Thrombolytic therapy, exemplified by tissue plasminogen activator, is often constrained by a short half-life, non-specific activity, and bleeding risks. To address these limitations, we developed tLipo@UA, a fibrin-targeted and pH-responsive liposomal system for the co-delivery of the urokinase-type plasminogen activator (uPA) and aspirin (acetylsalicylic acid, ASA). This system was functionalized with the CREKA (Cys-Arg-Glu-Lys-Ala) peptide for specific thrombus homing, and cholesteryl hemisuccinate (CHEMS) was incorporated to enable pH-sensitive drug release within the acidic thrombotic microenvironment. Experiments conducted both in vitro and in vivo demonstrated that tLipo@UA achieved efficient thrombus targeting and responsive drug release.

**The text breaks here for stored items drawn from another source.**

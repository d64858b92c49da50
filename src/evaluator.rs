use std::borrow::Cow;

use crate::{
    access,
    ast::{BinOp, Expr, Function, Selector, UnaryOp},
    reflect::{Reflect, View},
    value::Value,
};

/// Evaluates expression trees against one struct instance.
///
/// Evaluation never fails: unresolved selectors and operands of the wrong
/// kind produce [`Value::Null`], which is falsy wherever a boolean is needed.
/// The evaluator only reads the instance, so one tree can be shared by any
/// number of evaluators across threads.
#[derive(Clone, Copy)]
pub struct Evaluator<'a> {
    /// The instance absolute selectors are resolved against
    root: &'a dyn Reflect,
}

impl<'a> Evaluator<'a> {
    pub fn new(root: &'a dyn Reflect) -> Self {
        Evaluator { root }
    }

    pub fn root(&self) -> &'a dyn Reflect {
        self.root
    }

    /// Evaluates `expr`; relative selectors (`$`) read `current_field`.
    pub fn eval_expr(&self, expr: &Expr, current_field: &str) -> Value<'a> {
        match expr {
            Expr::Selector(selector) => self.eval_selector(selector, current_field),
            Expr::Float(n) => Value::Float(*n),
            Expr::String(s) => Value::String(Cow::Owned(s.clone())),
            Expr::Boolean(b) => Value::Boolean(*b),
            Expr::Nil => Value::Null,
            Expr::Group(inner) => self.eval_expr(inner, current_field),
            Expr::Unary { op, operand } => apply_unary(*op, self.eval_expr(operand, current_field)),
            Expr::BinaryOp { op, left, right } => self.eval_binary(*op, left, right, current_field),
            Expr::Call { func, args } => self.call_function(func, args, current_field),
        }
    }

    /// Reads the value of the field at `path` without any expression.
    pub fn field(&self, path: &str) -> Value<'a> {
        access::resolve(self.root, path).map_or(Value::Null, Value::from_reflect)
    }

    fn eval_selector(&self, selector: &Selector, current_field: &str) -> Value<'a> {
        let keys: Vec<Value<'a>> = selector
            .sub_selectors
            .iter()
            .map(|sub| self.eval_expr(sub, current_field))
            .collect();

        let path = if selector.is_current() {
            current_field
        } else {
            selector.field.as_str()
        };

        let value = access::resolve(self.root, path)
            .and_then(|field| access::index(field, &keys))
            .map_or(Value::Null, Value::from_reflect);

        if let Some(odd) = selector.float_negation {
            return match value {
                Value::Float(n) if odd => Value::Float(-n),
                Value::Float(n) => Value::Float(n),
                _ => Value::Null,
            };
        }
        if let Some(odd) = selector.bool_negation {
            return Value::Boolean(value.as_bool() != odd);
        }
        value
    }

    fn eval_binary(&self, op: BinOp, left: &Expr, right: &Expr, current_field: &str) -> Value<'a> {
        match op {
            BinOp::And => {
                if !self.eval_expr(left, current_field).as_bool() {
                    return Value::Boolean(false);
                }
                Value::Boolean(self.eval_expr(right, current_field).as_bool())
            }
            BinOp::Or => {
                if self.eval_expr(left, current_field).as_bool() {
                    return Value::Boolean(true);
                }
                Value::Boolean(self.eval_expr(right, current_field).as_bool())
            }
            _ => {
                let left = self.eval_expr(left, current_field);
                let right = self.eval_expr(right, current_field);
                apply_binop(op, &left, &right)
            }
        }
    }

    // ========================================
    // Built-in Functions
    // ========================================

    fn call_function(&self, func: &Function, args: &[Expr], current_field: &str) -> Value<'a> {
        let mut values = args.iter().map(|arg| self.eval_expr(arg, current_field));

        match func {
            Function::Len => length(values.next().unwrap_or(Value::Null), |s| s.len()),
            Function::MbLen => length(values.next().unwrap_or(Value::Null), |s| s.chars().count()),
            Function::Regexp(pattern) => {
                let target = values
                    .next()
                    .unwrap_or_else(|| self.field(current_field));
                match target {
                    Value::String(s) => Value::Boolean(pattern.is_match(&s)),
                    _ => Value::Boolean(false),
                }
            }
            Function::In => {
                let Some(needle) = values.next() else {
                    return Value::Boolean(false);
                };
                Value::Boolean(values.any(|candidate| candidate == needle))
            }
            Function::Sprintf => match values.next() {
                Some(Value::String(format)) => {
                    let rest: Vec<Value<'a>> = values.collect();
                    Value::String(Cow::Owned(sprintf(&format, &rest)))
                }
                _ => Value::Null,
            },
        }
    }
}

/// Length of a string (measured by `measure`) or of a sequence or map.
fn length<'a>(value: Value<'a>, measure: fn(&str) -> usize) -> Value<'a> {
    match value {
        Value::String(s) => Value::Float(measure(&s) as f64),
        Value::Opaque(field) => match field.view() {
            View::Seq(seq) => Value::Float(seq.len() as f64),
            View::Map(map) => Value::Float(map.len() as f64),
            _ => Value::Null,
        },
        _ => Value::Null,
    }
}

/// Formats `%v %s %d %f %%`; a verb without an argument renders as
/// `%!v(MISSING)`.
fn sprintf(format: &str, args: &[Value<'_>]) -> String {
    let mut out = String::with_capacity(format.len());
    let mut args = args.iter();
    let mut chars = format.chars();

    while let Some(ch) = chars.next() {
        if ch != '%' {
            out.push(ch);
            continue;
        }
        let Some(verb) = chars.next() else {
            out.push('%');
            break;
        };
        if verb == '%' {
            out.push('%');
            continue;
        }
        let Some(arg) = args.next() else {
            out.push_str(&format!("%!{}(MISSING)", verb));
            continue;
        };
        match (verb, arg) {
            ('d', Value::Float(n)) => out.push_str(&(n.trunc() as i64).to_string()),
            ('f', Value::Float(n)) => out.push_str(&format!("{:.6}", n)),
            ('v' | 's' | 'd' | 'f', other) => out.push_str(&other.to_string()),
            (unknown, other) => out.push_str(&format!("%!{}({})", unknown, other)),
        }
    }
    out
}

// ========================================
// Operators
// ========================================

fn apply_unary<'a>(op: UnaryOp, value: Value<'a>) -> Value<'a> {
    match op {
        UnaryOp::Not => Value::Boolean(!value.as_bool()),
        UnaryOp::Negate => match value {
            Value::Float(n) => Value::Float(-n),
            _ => Value::Null,
        },
    }
}

/// Applies a non short-circuiting binary operator. Combinations that have no
/// meaning yield `Null`.
pub fn apply_binop<'a>(op: BinOp, left: &Value<'a>, right: &Value<'a>) -> Value<'a> {
    match op {
        BinOp::Add => match (left, right) {
            (Value::Float(a), Value::Float(b)) => Value::Float(a + b),
            (Value::String(a), Value::String(b)) => Value::String(Cow::Owned(format!("{}{}", a, b))),
            _ => Value::Null,
        },
        BinOp::Subtract => arithmetic(left, right, |a, b| Some(a - b)),
        BinOp::Multiply => arithmetic(left, right, |a, b| Some(a * b)),
        BinOp::Divide => arithmetic(left, right, |a, b| (b != 0.0).then(|| a / b)),
        BinOp::Modulo => arithmetic(left, right, |a, b| {
            (a as i64).checked_rem(b as i64).map(|r| r as f64)
        }),

        BinOp::LessThan => compare(left, right, |o| o.is_lt()),
        BinOp::LessEqual => compare(left, right, |o| o.is_le()),
        BinOp::GreaterThan => compare(left, right, |o| o.is_gt()),
        BinOp::GreaterEqual => compare(left, right, |o| o.is_ge()),

        BinOp::Equal => Value::Boolean(left == right),
        BinOp::NotEqual => Value::Boolean(left != right),

        BinOp::BitAnd => bitwise(left, right, |a, b| a & b, |a, b| a && b),
        BinOp::BitOr => bitwise(left, right, |a, b| a | b, |a, b| a || b),

        BinOp::And => Value::Boolean(left.as_bool() && right.as_bool()),
        BinOp::Or => Value::Boolean(left.as_bool() || right.as_bool()),
    }
}

fn arithmetic<'a>(left: &Value<'_>, right: &Value<'_>, f: impl Fn(f64, f64) -> Option<f64>) -> Value<'a> {
    match (left, right) {
        (Value::Float(a), Value::Float(b)) => f(*a, *b).map_or(Value::Null, Value::Float),
        _ => Value::Null,
    }
}

fn compare<'a>(
    left: &Value<'_>,
    right: &Value<'_>,
    test: impl Fn(std::cmp::Ordering) -> bool,
) -> Value<'a> {
    let ordering = match (left, right) {
        (Value::Float(a), Value::Float(b)) => a.partial_cmp(b),
        (Value::String(a), Value::String(b)) => Some(a.cmp(b)),
        _ => None,
    };
    ordering.map_or(Value::Null, |o| Value::Boolean(test(o)))
}

fn bitwise<'a>(
    left: &Value<'_>,
    right: &Value<'_>,
    ints: impl Fn(i64, i64) -> i64,
    bools: impl Fn(bool, bool) -> bool,
) -> Value<'a> {
    match (left, right) {
        (Value::Float(a), Value::Float(b)) => Value::Float(ints(*a as i64, *b as i64) as f64),
        (Value::Boolean(a), Value::Boolean(b)) => Value::Boolean(bools(*a, *b)),
        _ => Value::Null,
    }
}

#[test]
fn test_modulo_truncates() {
    let v = apply_binop(BinOp::Modulo, &Value::Float(7.9), &Value::Float(2.2));
    assert_eq!(v, Value::Float(1.0));
    assert_eq!(
        apply_binop(BinOp::Modulo, &Value::Float(1.0), &Value::Float(0.5)),
        Value::Null
    );
}

#[test]
fn test_sprintf_verbs() {
    let args = [Value::Float(3.0), Value::from("x"), Value::Float(1.5)];
    assert_eq!(sprintf("%d-%s-%f 100%%", &args), "3-x-1.500000 100%");
    assert_eq!(sprintf("%v %v", &[Value::Boolean(true)]), "true %!v(MISSING)");
}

The released uPA effectively dissolved thrombi, while the co-delivered ASA modulated the thrombotic microenvironment by suppressing the inflammatory cytokine release, thereby exhibiting synergistic thrombolytic and anti-inflammatory effects. Encapsulation of uPA significantly prolonged its circulation time and enhanced its localized efficacy. Furthermore, this system showed a favorable biosafety profile. Collectively, tLipo@UA presents a promising strategy for enhancing thrombolytic potency and achieving microenvironment reprogramming with reduced off-target risks, offering a rational design for dual-function drug carriers in the treatment of thrombotic diseases.